● Assigned task: All the entries below should be reproduced exactly.
══════════
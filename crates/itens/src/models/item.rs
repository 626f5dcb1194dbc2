use axum::{
    body::Bytes,
    extract::{FromRequest, Request},
    http::{header, StatusCode},
    response::{IntoResponse, Response},
    Form,
};
use serde_json::Value;
use thiserror::Error;

use itens_core::item::NewItem;

/// Request body for creating or updating an item.
///
/// JSON is decoded when the content type is `application/json`, `+json`, or
/// missing; `application/x-www-form-urlencoded` is decoded as a form. Any
/// other content type, an empty body, and a top-level JSON array all yield an
/// item with no fields set. Field contents are not validated.
#[derive(Debug)]
pub struct ItemPayload(pub NewItem);

/// Rejection for bodies that cannot be decoded at all.
#[derive(Debug, Error)]
pub enum ItemPayloadRejection {
    #[error("Failed to read body: {0}")]
    Body(String),
    #[error("Failed to parse form: {0}")]
    Form(String),
    #[error("Failed to parse JSON: {0}")]
    Json(#[from] serde_json::Error),
    #[error("Failed to parse JSON: expected an object or an array")]
    NotObject,
}

impl IntoResponse for ItemPayloadRejection {
    fn into_response(self) -> Response {
        let message = self.to_string();
        tracing::warn!(status = %StatusCode::BAD_REQUEST, message = %message, "Rejected item body");
        (StatusCode::BAD_REQUEST, message).into_response()
    }
}

/// How a request body is decoded, based on its content type.
#[derive(Debug, Clone, Copy, PartialEq, Eq)]
enum BodyKind {
    Json,
    Form,
    Ignored,
}

impl<S> FromRequest<S> for ItemPayload
where
    S: Send + Sync,
{
    type Rejection = ItemPayloadRejection;

    async fn from_request(req: Request, state: &S) -> Result<Self, Self::Rejection> {
        match body_kind(&req) {
            BodyKind::Form => {
                let Form(pairs) = Form::<Vec<(String, String)>>::from_request(req, state)
                    .await
                    .map_err(|e| ItemPayloadRejection::Form(e.body_text()))?;
                Ok(Self(item_from_form_pairs(pairs)))
            }
            BodyKind::Json => {
                let bytes = Bytes::from_request(req, state)
                    .await
                    .map_err(|e| ItemPayloadRejection::Body(e.body_text()))?;
                parse_json_body(&bytes).map(Self)
            }
            BodyKind::Ignored => Ok(Self(NewItem::default())),
        }
    }
}

fn body_kind(req: &Request) -> BodyKind {
    let Some(value) = req.headers().get(header::CONTENT_TYPE) else {
        return BodyKind::Json;
    };

    let essence = value
        .to_str()
        .unwrap_or_default()
        .split(';')
        .next()
        .unwrap_or_default()
        .trim()
        .to_ascii_lowercase();

    if essence == "application/x-www-form-urlencoded" {
        BodyKind::Form
    } else if essence == "application/json" || essence.ends_with("+json") {
        BodyKind::Json
    } else {
        BodyKind::Ignored
    }
}

/// Build an item from decoded form pairs; the last value of a repeated key wins.
fn item_from_form_pairs(pairs: Vec<(String, String)>) -> NewItem {
    let mut item = NewItem::default();
    for (key, value) in pairs {
        match key.as_str() {
            "nome" => item.nome = Some(value),
            "descricao" => item.descricao = Some(value),
            _ => {}
        }
    }
    item
}

/// Parse a JSON body.
///
/// An empty (or whitespace-only) body and a top-level array carry no fields;
/// any other non-object value is rejected.
fn parse_json_body(bytes: &[u8]) -> Result<NewItem, ItemPayloadRejection> {
    if bytes.iter().all(u8::is_ascii_whitespace) {
        return Ok(NewItem::default());
    }

    match serde_json::from_slice::<Value>(bytes)? {
        object @ Value::Object(_) => Ok(serde_json::from_value(object)?),
        Value::Array(_) => Ok(NewItem::default()),
        _ => Err(ItemPayloadRejection::NotObject),
    }
}
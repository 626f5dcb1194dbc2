use axum::{
    http::{header, Method},
    routing::get,
    Router,
};
use tower_http::{
    cors::{Any, CorsLayer},
    trace::TraceLayer,
};

use crate::{
    config::Config,
    handlers::{
        health::{healthz, livez},
        itens::{create_item, delete_item, get_item, list_items, update_item},
        root::{index, not_found},
    },
    state::AppState,
};

/// Create the application router with all routes and middleware.
pub fn create_app(state: AppState, config: &Config) -> Router {
    // CORS configuration for API endpoints
    let cors = CorsLayer::new()
        .allow_origin(Any)
        .allow_methods([Method::GET, Method::POST, Method::PUT, Method::DELETE])
        .allow_headers([header::CONTENT_TYPE])
        .expose_headers([header::LOCATION]);

    // Item routes
    let item_routes = Router::new()
        .route("/itens", get(list_items).post(create_item))
        .route(
            "/itens/{id}",
            get(get_item).put(update_item).delete(delete_item),
        )
        .method_not_allowed_fallback(not_found)
        .layer(cors);

    let item_routes = match config.route_prefix() {
        Some(prefix) => Router::new().nest(&prefix, item_routes),
        None => item_routes,
    };

    // Main application router
    Router::new()
        .route("/", get(index))
        .route("/livez", get(livez))
        .route("/healthz", get(healthz))
        .merge(item_routes)
        .method_not_allowed_fallback(not_found)
        .fallback(not_found)
        .layer(TraceLayer::new_for_http())
        .with_state(state)
}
══════════
● Response to this task:
filename crates/itens/src/models/item.rs
repository 626f5dcb1194dbc2
use axum::{
    body::Bytes,
    extract::{FromRequest, Request},
    http::{header, StatusCode},
    response::{IntoResponse, Response},
    Form,
};
use serde_json::Value;
use thiserror::Error;

use itens_core::item::NewItem;

/// Request body for creating or updating an item.
///
/// JSON is decoded when the content type is `application/json`, `+json`, or
/// missing; `application/x-www-form-urlencoded` is decoded as a form. Any
/// other content type, an empty body, and a top-level JSON array all yield an
/// item with no fields set. Field contents are not validated.
#[derive(Debug)]
pub struct ItemPayload(pub NewItem);

/// Rejection for bodies that cannot be decoded at all.
#[derive(Debug, Error)]
pub enum ItemPayloadRejection {
    #[error("Failed to read body: {0}")]
    Body(String),
    #[error("Failed to parse form: {0}")]
    Form(String),
    #[error("Failed to parse JSON: {0}")]
    Json(#[from] serde_json::Error),
    #[error("Failed to parse JSON: expected an object or an array")]
    NotObject,
}

impl IntoResponse for ItemPayloadRejection {
    fn into_response(self) -> Response {
        let message = self.to_string();
        tracing::warn!(status = %StatusCode::BAD_REQUEST, message = %message, "Rejected item body");
        (StatusCode::BAD_REQUEST, message).into_response()
    }
}

/// How a request body is decoded, based on its content type.
#[derive(Debug, Clone, Copy, PartialEq, Eq)]
enum BodyKind {
    Json,
    Form,
    Ignored,
}

impl<S> FromRequest<S> for ItemPayload
where
    S: Send + Sync,
{
    type Rejection = ItemPayloadRejection;

    async fn from_request(req: Request, state: &S) -> Result<Self, Self::Rejection> {
        match body_kind(&req) {
            BodyKind::Form => {
                let Form(pairs) = Form::<Vec<(String, String)>>::from_request(req, state)
                    .await
                    .map_err(|e| ItemPayloadRejection::Form(e.body_text()))?;
                Ok(Self(item_from_form_pairs(pairs)))
            }
            BodyKind::Json => {
                let bytes = Bytes::from_request(req, state)
                    .await
                    .map_err(|e| ItemPayloadRejection::Body(e.body_text()))?;
                parse_json_body(&bytes).map(Self)
            }
            BodyKind::Ignored => Ok(Self(NewItem::default())),
        }
    }
}

fn body_kind(req: &Request) -> BodyKind {
    let Some(value) = req.headers().get(header::CONTENT_TYPE) else {
        return BodyKind::Json;
    };

    let essence = value
        .to_str()
        .unwrap_or_default()
        .split(';')
        .next()
        .unwrap_or_default()
        .trim()
        .to_ascii_lowercase();

    if essence == "application/x-www-form-urlencoded" {
        BodyKind::Form
    } else if essence == "application/json" || essence.ends_with("+json") {
        BodyKind::Json
    } else {
        BodyKind::Ignored
    }
}

/// Build an item from decoded form pairs; the last value of a repeated key wins.
fn item_from_form_pairs(pairs: Vec<(String, String)>) -> NewItem {
    let mut item = NewItem::default();
    for (key, value) in pairs {
        match key.as_str() {
            "nome" => item.nome = Some(value),
            "descricao" => item.descricao = Some(value),
            _ => {}
        }
    }
    item
}

/// Parse a JSON body.
///
/// An empty (or whitespace-only) body and a top-level array carry no fields;
/// any other non-object value is rejected.
fn parse_json_body(bytes: &[u8]) -> Result<NewItem, ItemPayloadRejection> {
    if bytes.iter().all(u8::is_ascii_whitespace) {
        return Ok(NewItem::default());
    }

    match serde_json::from_slice::<Value>(bytes)? {
        object @ Value::Object(_) => Ok(serde_json::from_value(object)?),
        Value::Array(_) => Ok(NewItem::default()),
        _ => Err(ItemPayloadRejection::NotObject),
    }
}
repository 626f5dcb1194dbc2
use axum::{
    http::{header, Method},
    routing::get,
    Router,
};
use tower_http::{
    cors::{Any, CorsLayer},
    trace::TraceLayer,
};

use crate::{
    config::Config,
    handlers::{
        health::{healthz, livez},
        itens::{create_item, delete_item, get_item, list_items, update_item},
        root::{index, not_found},
    },
    state::AppState,
};

/// Create the application router with all routes and middleware.
pub fn create_app(state: AppState, config: &Config) -> Router {
    // CORS configuration for API endpoints
    let cors = CorsLayer::new()
        .allow_origin(Any)
        .allow_methods([Method::GET, Method::POST, Method::PUT, Method::DELETE])
        .allow_headers([header::CONTENT_TYPE])
        .expose_headers([header::LOCATION]);

    // Item routes
    let item_routes = Router::new()
        .route("/itens", get(list_items).post(create_item))
        .route(
            "/itens/{id}",
            get(get_item).put(update_item).delete(delete_item),
        )
        .method_not_allowed_fallback(not_found)
        .layer(cors);

    let item_routes = match config.route_prefix() {
        Some(prefix) => Router::new().nest(&prefix, item_routes),
        None => item_routes,
    };

    // Main application router
    Router::new()
        .route("/", get(index))
        .route("/livez", get(livez))
        .route("/healthz", get(healthz))
        .merge(item_routes)
        .method_not_allowed_fallback(not_found)
        .fallback(not_found)
        .layer(TraceLayer::new_for_http())
        .with_state(state)
}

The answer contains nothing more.